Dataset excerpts

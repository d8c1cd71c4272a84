use serde::Deserialize;
use ts_rs::TS;

/// AI 评估列表查询参数
#[derive(Debug, Clone, Default, Deserialize, TS)]
#[ts(export, export_to = "ai_evaluation.ts")]
pub struct AiEvaluationListQuery {
    pub student_id: Option<i64>,
    pub assignment_id: Option<i64>,
}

Task instructions ▸ Search the entries for the string "Deserialize" and return each line where it turns up.

Answer for this exercise ▸
use serde::Deserialize;
#[derive(Debug, Clone, Default, Deserialize, TS)]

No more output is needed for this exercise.